Data collected included Richmond Agitation Sedation Scale, minimum alveolar concentration, inspired and expired sevoflurane fraction, wake-up times, duration of sedation, sevoflurane consumption, respiratory and hemodynamic data, Simplified Acute Physiology Score II, Sepsis-related Organ Failure Assessment, and laboratory data and biomarkers of organ injury. Atmospheric pollution was monitored at different sites: before sevoflurane delivery (baseline) and during sedation with the probe 15 cm up to the MIRUS system (S1) and 15 cm from the filter-Reflector group (S2). Sixty-two patients were enrolled in the study. No technical failure occurred. Median Richmond Agitation Sedation Scale was –4.5 (interquartile range, –5 to –3.6) with sevoflurane delivered at a median minimum alveolar concentration of 0.45% (interquartile range, 0.4–0.53) yielding a mean inspiratory and expiratory concentrations of 0.79% (sd, 0.24) and 0.76% (sd, 0.18), respectively.
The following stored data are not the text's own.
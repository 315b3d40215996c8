//! In-process `StateStore`, used where no media directory is writable

use crate::{StateStore, StoreError, StoreResult};
use lectern_core::{BookKey, BookLocator, SessionState};
use std::collections::HashMap;
use std::io;
use std::sync::atomic::{AtomicBool, AtomicUsize, Ordering};
use std::sync::Mutex;

#[derive(Debug, Default)]
pub struct MemoryStore {
    records: Mutex<HashMap<BookKey, SessionState>>,
    fail_saves: AtomicBool,
    saves: AtomicUsize,
}

impl MemoryStore {
    pub fn new() -> Self {
        Self::default()
    }

    /// Seeds a record
    pub fn insert(&self, key: BookKey, state: SessionState) {
        self.lock().insert(key, state);
    }

    pub fn get(&self, key: &BookKey) -> Option<SessionState> {
        self.lock().get(key).cloned()
    }

    /// Makes every following save fail with a write error until reset
    pub fn set_failing(&self, failing: bool) {
        self.fail_saves.store(failing, Ordering::SeqCst);
    }

    /// Number of successful saves so far
    pub fn save_count(&self) -> usize {
        self.saves.load(Ordering::SeqCst)
    }

    fn lock(&self) -> std::sync::MutexGuard<'_, HashMap<BookKey, SessionState>> {
        self.records.lock().unwrap_or_else(|e| e.into_inner())
    }
}

impl StateStore for MemoryStore {
    fn load(&self, locator: &BookLocator) -> StoreResult<Option<SessionState>> {
        Ok(self.get(&locator.key))
    }

    fn save(&self, locator: &BookLocator, state: &SessionState) -> StoreResult<()> {
        if self.fail_saves.load(Ordering::SeqCst) {
            return Err(StoreError::Write {
                path: locator.root.clone(),
                source: io::Error::other("saves disabled"),
            });
        }
        self.lock().insert(locator.key.clone(), state.clone());
        self.saves.fetch_add(1, Ordering::SeqCst);
        Ok(())
    }
}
Median awakening time was 4 minutes (2.2–5 min). Median duration of sevoflurane administration was 3.33 hours (2.33–5.75 hr), range 1–19 hours with a mean consumption of 7.89 mL/hr (sd, 2.99). Hemodynamics remained stable over the study period, and no laboratory data indicated liver or kidney injury or dysfunction. Median sevoflurane room air concentration was 0.10 parts per million (interquartile range, 0.07–0.15), 0.17 parts per million (interquartile range, 0.14–0.27), and 0.15 parts per million (interquartile range, 0.07–0.19) at baseline, S1, and S2, respectively.

Conclusions:

The MIRUS system is a promising and safe alternative for short-term sedation with sevoflurane of ICU patients. Atmospheric pollution is largely below the recommended thresholds (< 5 parts per million). Studies extended to more heterogeneous population of patients undergoing longer duration of sedation are needed to confirm these observations.